O vice-primeiro-ministro e ministro das Relações Exteriores da Itália, Antonio Tajani, defendeu uma aproximação ainda maior entre Itália e Brasil em artigo publicado nesta quarta-feira (9) pelo jornal O Globo. O texto foi divulgado no mesmo dia em que o chanceler iniciou uma agenda de dois dias em São Paulo, acompanhado por uma delegação formada por mais de 100 empresas italianas.
A iniciativa reforça o caráter econômico da visita e sinaliza a intenção do governo italiano de ampliar a presença de empresas do país no mercado brasileiro. No artigo, Tajani destacou os vínculos históricos entre as duas nações e apontou o acordo comercial entre a União Europeia e o Mercosul como uma oportunidade para aprofundar as relações econômicas.
Segundo informações da Agenzia Nova, o ministro considera a relação econômica entre Itália e Brasil “extraordinária” e defende o aproveitamento do novo cenário criado pelo acordo entre os blocos.
Brasil está entre os mercados prioritários da Itália
O Brasil ocupa uma posição estratégica na política italiana de expansão das exportações. De acordo com o Ministério das Relações Exteriores da Itália, o país está entre os mercados considerados prioritários pelo Plano de Ação para o Export.
Os números ajudam a explicar o interesse de Roma. Em 2025, o comércio bilateral entre os dois países alcançou € 11,07 bilhões, alta de 6,7% em comparação com 2024. No mesmo período, as exportações italianas para o mercado brasileiro somaram € 5,8 bilhões.
O Brasil também concentra a maior parte das vendas italianas destinadas ao Mercosul.
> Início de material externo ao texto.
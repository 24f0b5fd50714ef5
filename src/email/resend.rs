use anyhow::Context;
use async_trait::async_trait;
use tracing::debug;

use super::{EmailMessage, Mailer, SendReceipt};
use crate::config::EmailConfig;

/// Client for Resend's `POST /emails` API.
#[derive(Clone)]
pub struct ResendMailer {
    client: reqwest::Client,
    api_url: String,
    api_key: String,
}

impl ResendMailer {
    pub fn new(api_url: &str, api_key: &str) -> Self {
        Self {
            client: reqwest::Client::new(),
            api_url: api_url.trim_end_matches('/').to_string(),
            api_key: api_key.to_string(),
        }
    }

    /// `None` when no API key is configured.
    pub fn from_config(config: &EmailConfig) -> Option<Self> {
        config
            .resend_api_key
            .as_deref()
            .map(|key| Self::new(&config.resend_api_url, key))
    }

    fn endpoint(&self) -> String {
        format!("{}/emails", self.api_url)
    }
}

#[async_trait]
impl Mailer for ResendMailer {
    async fn send(&self, message: &EmailMessage) -> anyhow::Result<SendReceipt> {
        let res = self
            .client
            .post(self.endpoint())
            .bearer_auth(&self.api_key)
            .json(message)
            .send()
            .await
            .context("resend request")?;

        let status = res.status();
        if !status.is_success() {
            let body = res.text().await.unwrap_or_default();
            anyhow::bail!("resend rejected email with {}: {}", status, body);
        }

        let receipt = res
            .json::<SendReceipt>()
            .await
            .context("decode resend response")?;
        debug!(id = %receipt.id, "resend accepted email");
        Ok(receipt)
    }
}
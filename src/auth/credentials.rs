//! Email/password sign-in.
//!
//! A matching password is not enough: accounts whose email was never verified
//! get a fresh verification link mailed to them and the sign-in is refused.

use std::sync::Arc;

use axum::extract::FromRef;
use tracing::{error, info, instrument, warn};

use crate::{
    auth::{
        dto::{CredentialsRequest, PublicUser},
        errors::AuthError,
        password::verify_password,
        repo::UserStore,
        repo_types::User,
        verification::VerificationKeys,
    },
    config::AppConfig,
    email::{templates, EmailMessage, Mailer},
    state::AppState,
};

#[derive(Clone)]
pub struct CredentialsProvider {
    users: Arc<dyn UserStore>,
    mailer: Arc<dyn Mailer>,
    config: Arc<AppConfig>,
}

impl FromRef<AppState> for CredentialsProvider {
    fn from_ref(state: &AppState) -> Self {
        Self {
            users: state.users.clone(),
            mailer: state.mailer.clone(),
            config: state.config.clone(),
        }
    }
}

impl CredentialsProvider {
    #[instrument(skip_all, fields(email = %credentials.email))]
    pub async fn authorize(&self, credentials: CredentialsRequest) -> Result<PublicUser, AuthError> {
        let credentials = credentials.validate()?;

        let user = self
            .users
            .find_by_email(&credentials.email)
            .await?
            .ok_or_else(|| {
                warn!("sign-in for unknown email");
                AuthError::UserNotFound
            })?;

        let Some(hash) = user.password_hash.as_deref() else {
            warn!(user_id = %user.id, "sign-in for account without password");
            return Err(AuthError::PasswordNotSet);
        };

        if !verify_password(&credentials.password, hash)? {
            warn!(user_id = %user.id, "sign-in with invalid password");
            return Err(AuthError::InvalidCredentials);
        }

        if !user.is_verified() {
            let email_sent = self.send_verification(&user).await?;
            return Err(AuthError::EmailNotVerified { email_sent });
        }

        info!(user_id = %user.id, "user signed in");
        Ok(PublicUser::from(user))
    }

    /// Issue a new token for `user` and mail the link.
    /// Returns whether the provider accepted the email; delivery failures are only logged.
    async fn send_verification(&self, user: &User) -> Result<bool, AuthError> {
        let secret = self
            .config
            .auth_secret
            .as_deref()
            .ok_or(AuthError::MissingSecret)?;

        let issued = VerificationKeys::from_secret(secret).mint(user.id)?;
        self.users
            .set_verification_token(user.id, &issued.token, issued.expires_at)
            .await?;

        let link = self.config.verification_link(&issued.token);
        let message = EmailMessage {
            from: self.config.email.from.clone(),
            to: vec![user.email.clone()],
            subject: templates::VERIFICATION_SUBJECT.into(),
            html: templates::verification_email(&user.name, &link),
        };

        match self.mailer.send(&message).await {
            Ok(receipt) => {
                info!(user_id = %user.id, email_id = %receipt.id, "verification email sent");
                Ok(true)
            }
            Err(e) => {
                error!(user_id = %user.id, error = ?e, "verification email failed");
                Ok(false)
            }
        }
    }
}

#[cfg(test)]
mod tests {
    use super::*;
    use crate::test_support::{seed_user, FakeMailer, InMemoryUserStore};

    const PASSWORD: &str = "password123";

    fn provider(users: &Arc<InMemoryUserStore>, mailer: &Arc<FakeMailer>) -> CredentialsProvider {
        CredentialsProvider::from_ref(&AppState::fake_with(users.clone(), mailer.clone()))
    }

    fn creds(email: &str, password: &str) -> CredentialsRequest {
        CredentialsRequest {
            email: email.into(),
            password: password.into(),
        }
    }

    #[tokio::test]
    async fn unknown_email_is_user_not_found() {
        let users = Arc::new(InMemoryUserStore::default());
        let mailer = Arc::new(FakeMailer::default());
        let err = provider(&users, &mailer)
            .authorize(creds("nobody@example.com", PASSWORD))
            .await
            .unwrap_err();
        assert!(matches!(err, AuthError::UserNotFound));
        assert_eq!(err.cause(), "User not found");
    }

    #[tokio::test]
    async fn account_without_password_points_to_google() {
        let users = Arc::new(InMemoryUserStore::default());
        let mailer = Arc::new(FakeMailer::default());
        let mut user = seed_user(&users, "ada@example.com", PASSWORD, true);
        user.password_hash = None;
        users.replace(user);

        let err = provider(&users, &mailer)
            .authorize(creds("ada@example.com", PASSWORD))
            .await
            .unwrap_err();
        assert!(matches!(err, AuthError::PasswordNotSet));
    }

    #[tokio::test]
    async fn wrong_password_is_invalid_credentials() {
        let users = Arc::new(InMemoryUserStore::default());
        let mailer = Arc::new(FakeMailer::default());
        seed_user(&users, "ada@example.com", PASSWORD, false);

        let err = provider(&users, &mailer)
            .authorize(creds("ada@example.com", "wrong-password"))
            .await
            .unwrap_err();
        assert!(matches!(err, AuthError::InvalidCredentials));
        assert_eq!(mailer.sent().len(), 0);
    }

    #[tokio::test]
    async fn verified_user_is_returned() {
        let users = Arc::new(InMemoryUserStore::default());
        let mailer = Arc::new(FakeMailer::default());
        let seeded = seed_user(&users, "ada@example.com", PASSWORD, true);

        let user = provider(&users, &mailer)
            .authorize(creds("  ADA@example.com ", PASSWORD))
            .await
            .expect("verified user signs in");
        assert_eq!(user.id, seeded.id);
        assert!(user.email_verified.is_some());
        assert_eq!(mailer.sent().len(), 0);
    }

    #[tokio::test]
    async fn unverified_user_gets_one_token_and_one_email() {
        let users = Arc::new(InMemoryUserStore::default());
        let mailer = Arc::new(FakeMailer::default());
        let seeded = seed_user(&users, "ada@example.com", PASSWORD, false);

        let err = provider(&users, &mailer)
            .authorize(creds("ada@example.com", PASSWORD))
            .await
            .unwrap_err();
        assert!(matches!(err, AuthError::EmailNotVerified { email_sent: true }));
        assert_eq!(err.cause(), "Check your email to verify first");

        assert_eq!(users.token_writes(), 1);
        let stored = users.get(seeded.id).unwrap();
        let token = stored.verification_token.expect("token stored");
        assert!(stored.verification_token_expires_at.is_some());

        let sent = mailer.sent();
        assert_eq!(sent.len(), 1);
        assert_eq!(sent[0].to, vec!["ada@example.com".to_string()]);
        assert!(sent[0]
            .html
            .contains(&format!("http://localhost:3000/verify-email/{}", token)));
    }

    #[tokio::test]
    async fn second_attempt_supersedes_token() {
        let users = Arc::new(InMemoryUserStore::default());
        let mailer = Arc::new(FakeMailer::default());
        let seeded = seed_user(&users, "ada@example.com", PASSWORD, false);
        let p = provider(&users, &mailer);

        let _ = p.authorize(creds("ada@example.com", PASSWORD)).await;
        let first = users.get(seeded.id).unwrap().verification_token;
        let _ = p.authorize(creds("ada@example.com", PASSWORD)).await;
        let second = users.get(seeded.id).unwrap().verification_token;

        assert_eq!(users.token_writes(), 2);
        assert_ne!(first, second);
    }

    #[tokio::test]
    async fn failed_send_still_rejects() {
        let users = Arc::new(InMemoryUserStore::default());
        let mailer = Arc::new(FakeMailer::failing());
        seed_user(&users, "ada@example.com", PASSWORD, false);

        let err = provider(&users, &mailer)
            .authorize(creds("ada@example.com", PASSWORD))
            .await
            .unwrap_err();
        assert!(matches!(err, AuthError::EmailNotVerified { email_sent: false }));
        assert_eq!(err.cause(), "Email not verified: ");
        assert_eq!(mailer.attempts(), 1);
        assert_eq!(users.token_writes(), 1);
    }

    #[tokio::test]
    async fn missing_secret_rejects_before_writing() {
        let users = Arc::new(InMemoryUserStore::default());
        let mailer = Arc::new(FakeMailer::default());
        seed_user(&users, "ada@example.com", PASSWORD, false);

        let mut state = AppState::fake_with(users.clone(), mailer.clone());
        let mut config = (*state.config).clone();
        config.auth_secret = None;
        state.config = Arc::new(config);

        let err = CredentialsProvider::from_ref(&state)
            .authorize(creds("ada@example.com", PASSWORD))
            .await
            .unwrap_err();
        assert!(matches!(err, AuthError::MissingSecret));
        assert_eq!(users.token_writes(), 0);
        assert_eq!(mailer.attempts(), 0);
    }

    #[tokio::test]
    async fn malformed_input_is_rejected_before_lookup() {
        let users = Arc::new(InMemoryUserStore::default());
        let mailer = Arc::new(FakeMailer::default());
        let err = provider(&users, &mailer)
            .authorize(creds("not-an-email", PASSWORD))
            .await
            .unwrap_err();
        assert!(matches!(err, AuthError::InvalidInput(_)));
    }
}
O país responde por 76,6% das exportações italianas para o bloco e é considerado o principal parceiro comercial da Itália na América do Sul.
Atualmente, cerca de 1.100 empresas com participação italiana estão presentes no mercado brasileiro, abrangendo diferentes setores da economia.
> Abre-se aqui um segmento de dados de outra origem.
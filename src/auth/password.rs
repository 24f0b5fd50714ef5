use tracing::error;

/// bcrypt work factor for stored password hashes.
pub const HASH_COST: u32 = 10;

pub fn hash_password(plain: &str) -> anyhow::Result<String> {
    bcrypt::hash(plain, HASH_COST).map_err(|e| {
        error!(error = %e, "bcrypt hash error");
        anyhow::anyhow!(e.to_string())
    })
}

pub fn verify_password(plain: &str, hash: &str) -> anyhow::Result<bool> {
    bcrypt::verify(plain, hash).map_err(|e| {
        error!(error = %e, "bcrypt verify error");
        anyhow::anyhow!(e.to_string())
    })
}
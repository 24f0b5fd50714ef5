use std::net::SocketAddr;

use anyhow::Context;
use axum::{routing::get, Router};
use tower_http::{cors::CorsLayer, trace::TraceLayer};

use crate::auth;
use crate::state::AppState;

pub fn build_app(state: AppState) -> Router {
    Router::new()
        .nest(
            "/api",
            Router::new()
                .merge(auth::router())
                .route("/health", get(|| async { "ok" })),
        )
        .merge(auth::verify_router())
        .with_state(state)
        .layer(CorsLayer::permissive())
        .layer(
            TraceLayer::new_for_http()
                .make_span_with(|req: &axum::http::Request<_>| {
                    let method = req.method().clone();
                    let uri = req.uri().clone();
                    tracing::info_span!(
                        "http_request",
                        %method,
                        uri = %uri,
                        status = tracing::field::Empty
                    )
                })
                .on_response(
                    |res: &axum::http::Response<_>,
                     _latency: std::time::Duration,
                     span: &tracing::Span| {
                        let status = res.status();
                        span.record("status", tracing::field::display(status));
                        if status.is_server_error() {
                            tracing::error!(%status, "response");
                        } else {
                            tracing::info!(%status, "response");
                        }
                    },
                ),
        )
}

pub async fn serve(app: Router, addr: SocketAddr) -> anyhow::Result<()> {
    let listener = tokio::net::TcpListener::bind(addr)
        .await
        .with_context(|| format!("bind {addr}"))?;
    tracing::info!(%addr, "authgate listening");
    axum::serve(listener, app).await.context("http server")
}
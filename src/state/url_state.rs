/// Per-URL state definitions for tracking a mirror run
///
/// Each URL walks `Pending -> Fetching -> (Fetched | FetchFailed)`, and a
/// fetched page continues `Fetched -> Persisting -> (Done | PersistFailed)`.
use serde::{Deserialize, Serialize};
use std::fmt;

/// Represents the current state of a URL in the mirror run
#[derive(Debug, Clone, Copy, PartialEq, Eq, Hash, Serialize, Deserialize)]
#[serde(rename_all = "snake_case")]
pub enum UrlState {
    // ===== Active States =====
    /// URL has not been looked at yet
    Pending,

    /// Page is being navigated to (including retries)
    Fetching,

    /// Page rendered and its DOM was captured
    Fetched,

    /// Artifacts are being written
    Persisting,

    // ===== Terminal Success State =====
    /// Artifacts were written successfully
    Done,

    // ===== Terminal Error States =====
    /// URL was malformed or navigation failed after all retries
    FetchFailed,

    /// Writing the artifacts failed
    PersistFailed,
}

impl UrlState {
    /// Returns true if the URL needs no further processing in this run
    pub fn is_terminal(&self) -> bool {
        matches!(self, Self::Done | Self::FetchFailed | Self::PersistFailed)
    }

    /// Returns true if this represents a successful completion
    pub fn is_success(&self) -> bool {
        matches!(self, Self::Done)
    }

    /// Returns true if this represents a failed URL
    pub fn is_error(&self) -> bool {
        matches!(self, Self::FetchFailed | Self::PersistFailed)
    }

    /// Returns true if moving from this state to `next` is allowed
    pub fn can_transition_to(&self, next: UrlState) -> bool {
        matches!(
            (self, next),
            (Self::Pending, Self::Fetching)
                | (Self::Fetching, Self::Fetched)
                | (Self::Fetching, Self::FetchFailed)
                | (Self::Fetched, Self::Persisting)
                | (Self::Persisting, Self::Done)
                | (Self::Persisting, Self::PersistFailed)
        )
    }

    /// Stable snake_case name used in reports and logs
    pub fn as_str(&self) -> &'static str {
        match self {
            Self::Pending => "pending",
            Self::Fetching => "fetching",
            Self::Fetched => "fetched",
            Self::Persisting => "persisting",
            Self::Done => "done",
            Self::FetchFailed => "fetch_failed",
            Self::PersistFailed => "persist_failed",
        }
    }

    /// Returns all possible URL states
    pub fn all_states() -> Vec<Self> {
        vec![
            Self::Pending,
            Self::Fetching,
            Self::Fetched,
            Self::Persisting,
            Self::Done,
            Self::FetchFailed,
            Self::PersistFailed,
        ]
    }
}

impl fmt::Display for UrlState {
    fn fmt(&self, f: &mut fmt::Formatter<'_>) -> fmt::Result {
        f.write_str(self.as_str())
    }
}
Acordo entre UE e Mercosul amplia expectativas
Outro ponto destacado pela diplomacia italiana é o potencial impacto do acordo comercial entre a União Europeia e o Mercosul.
Dados divulgados pela Farnesina, nome pelo qual é conhecido o Ministério das Relações Exteriores da Itália, indicam que, no primeiro mês após a entrada em vigor do tratado, as exportações italianas para o Brasil aumentaram 22,3%. No sentido contrário, as importações brasileiras pela Itália cresceram 21,8%.
Para o governo italiano, os resultados reforçam a expectativa de que a integração comercial possa abrir espaço para novos negócios e estimular investimentos entre as duas economias.
A estratégia também acompanha uma política mais ampla de aproximação da Itália com os principais mercados latino-americanos.
Laços históricos são parte da estratégia
Além dos indicadores comerciais, Tajani utilizou no artigo publicado em O Globo a relação histórica entre brasileiros e italianos como elemento para fortalecer a parceria bilateral.
O Brasil possui cerca de 970 mil cidadãos italianos registrados. O país também reúne, segundo estimativas utilizadas pelo governo italiano, aproximadamente 32 milhões de descendentes de italianos, a maior população de origem italiana fora da Itália.
Esses vínculos são considerados pela diplomacia italiana um instrumento para ampliar não apenas os negócios, mas também a cooperação cultural e política entre os dois países.
A visita de Tajani a São Paulo é a terceira do ministro ao Brasil desde que assumiu o comando da pasta das Relações Exteriores. Durante a passagem pelo país, ele participa de encontros com autoridades brasileiras, empresários e representantes de empresas italianas instaladas no território nacional.
Estratégia também foi adotada na Argentina
A atuação de Tajani na América do Sul não se limita ao Brasil. Antes de desembarcar em São Paulo, o chanceler italiano esteve na Argentina e publicou um artigo no jornal La Nación no qual defendeu o fortalecimento da parceria econômica entre Itália e Argentina.
A estratégia utilizada nos dois países tem pontos em comum: destacar os vínculos históricos e culturais e, a partir deles, defender uma aproximação econômica mais intensa.
No caso brasileiro, entretanto, o tamanho do mercado e o volume das relações comerciais colocam o país em uma posição especialmente relevante para a estratégia italiana na região.
A agenda de Tajani ocorre, portanto, em um momento em que Roma busca transformar a proximidade histórica com o Brasil em novas oportunidades comerciais e de investimento, tendo o acordo entre União Europeia e Mercosul como um dos principais instrumentos para essa expansão.